Pointer makes his own forest - Grosse Pointe News

2022-07-29 21:47:55 By : Mr. Harry Tung

16980 Kercheval Pl • McCourt Building • Grosse Pointe, MI 48230 • 313.882.6900 • Office Hours: Monday-Friday 9am-5pm

16980 Kercheval Pl. • Grosse Pointe, Michigan 48230 • 313.882.6900 • Monday-Friday 9am-4pm

By Brad Lindberg | on July 27, 2022

Walking through the larch forest of Davisburg decades ago, Tom Trueman wished he could take it home. “I like larch because it’s a deciduous evergreen,” he said. Larch is the northern counterpart to the south’s bald cypress. Together they are among the few conifers to shed their needles during the barren time of year. “It goes into fall color, they turn gold and drop their needles for winter,” Trueman said. And soft needles they are, refuting the sharp, pointed tools for sewing, suturing or, by which pricked, torment.
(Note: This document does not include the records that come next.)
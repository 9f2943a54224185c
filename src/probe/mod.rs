//! Probe strategies and collectors.
//!
//! A strategy opens a connection to the monitored system; collectors run
//! against that connection and report results that assertions are checked
//! against. HTTP and TCP strategies are built in.

mod assertion;
mod http;
mod registry;
mod tcp;

pub use assertion::*;
pub use http::*;
pub use registry::*;
pub use tcp::*;

use async_trait::async_trait;
use serde_json::Value;
use std::sync::Arc;
use std::time::Duration;
use thiserror::Error;

use crate::aggregation::AggregatedResult;
use crate::db::Run;
use crate::health::HealthStatus;
use crate::versioning::{VersionError, VersionedSchema};

/// Probe error types.
#[derive(Error, Debug)]
pub enum ProbeError {
    #[error("probe timed out after {0:?}")]
    Timeout(Duration),
    #[error("network error: {0}")]
    Network(String),
    #[error("invalid configuration: {0}")]
    Config(String),
    #[error("unknown strategy: {0}")]
    UnknownStrategy(String),
    #[error("unknown collector: {0}")]
    UnknownCollector(String),
    #[error("configuration version error: {0}")]
    Version(#[from] VersionError),
}

/// An open handle to a monitored system.
#[async_trait]
pub trait ProbeConnection: Send + Sync {
    /// Perform one request over the connection.
    async fn invoke(&self, request: &Value) -> Result<Value, ProbeError>;

    /// Release the connection. Called exactly once per connection.
    async fn close(&self);
}

/// Output of one collector execution.
#[derive(Debug, Clone, PartialEq)]
pub struct CollectorOutput {
    pub result: Value,
    pub error: Option<String>,
}

impl CollectorOutput {
    pub fn ok(result: Value) -> Self {
        Self { result, error: None }
    }

    pub fn failed(error: impl Into<String>) -> Self {
        Self {
            result: Value::Null,
            error: Some(error.into()),
        }
    }
}

/// A sub-probe run against an open connection.
#[async_trait]
pub trait Collector: Send + Sync {
    fn id(&self) -> &str;

    async fn execute(&self, config: &Value, connection: &dyn ProbeConnection) -> CollectorOutput;
}

/// A pluggable way of reaching a monitored system.
#[async_trait]
pub trait ProbeStrategy: Send + Sync {
    fn id(&self) -> &str;

    /// Migration chain for this strategy's configuration.
    fn config_schema(&self) -> Result<VersionedSchema, VersionError> {
        Ok(VersionedSchema::current(1))
    }

    /// Open a connection. Must fail cleanly when the target is unreachable.
    async fn create_connection(&self, config: &Value) -> Result<Arc<dyn ProbeConnection>, ProbeError>;

    /// Fold one run into the live aggregated result for this strategy.
    fn merge_result(&self, existing: Option<AggregatedResult>, run: &Run) -> AggregatedResult {
        default_merge_result(existing, run)
    }
}

/// Latency, success-rate, error-count and latency-range statistics common to every strategy.
pub fn default_merge_result(existing: Option<AggregatedResult>, run: &Run) -> AggregatedResult {
    let mut result = existing.unwrap_or_default();
    result.observe_average("avgResponseTimeMs", run.latency_ms);
    result.observe_rate("successRate", Some(run.status == HealthStatus::Healthy));
    result.observe_flag("errorCount", Some(run.status == HealthStatus::Unhealthy));
    result.observe_min_max("responseTimeRange", run.latency_ms);
    result
}

/// Read an optional millisecond timeout from a config object.
pub(crate) fn config_timeout(config: &Value, default: Duration) -> Duration {
    config
        .get("timeoutMs")
        .and_then(Value::as_u64)
        .filter(|ms| *ms > 0)
        .map(Duration::from_millis)
        .unwrap_or(default)
}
The larch tree’s feathery, one-inch needles are as Othello’s faithful Desdemona, “delicate with her needle … she will sing the savageness out of a bear.” “The needles are very soft,” Trueman said. “If you walk through a larch forest, it’s different than any other kind of forest because the ground is covered with old needles from previous years. It’s cushy and quiet. You can lie down in them and fall asleep.” Thereby an impasse. How to uproot and transport a forest of 60- to 100-foot-tall trees to the backyard of a 106-year-old house in Grosse Pointe Farms? Trueman, 66, from boyhood always good at overcoming mechanical challenges — he’s the type who can take things apart and put them back together — did an end run around nature. In the spirit of a landscape painter, Trueman created a living, photosynthetic representation of his favorite forest in miniature. He took up bonsai, the art of growing and pruning artificially dwarfed, potted plants into artistic, archetypal and stylized shapes. “I always wanted to recreate that forest,” said Trueman, standing among scores of scaled-down potted trees in his intimate and precisely maintained backyard. “People that are into bonsai always have single trees in a pot or a small stand, called a forest or landscape. I wanted to embellish on that and come up with something extreme.” He went banzai on bonsai, so to speak:

Photo by Brad Lindberg Bonsai hobbyist Tom Trueman prepares to fine-tune a flexible wire rod wrapped around a miniature tree branch. Wires guide the growth of branches to his liking. “You just keep making it into the picture you have in mind of what you want to represent,” he said.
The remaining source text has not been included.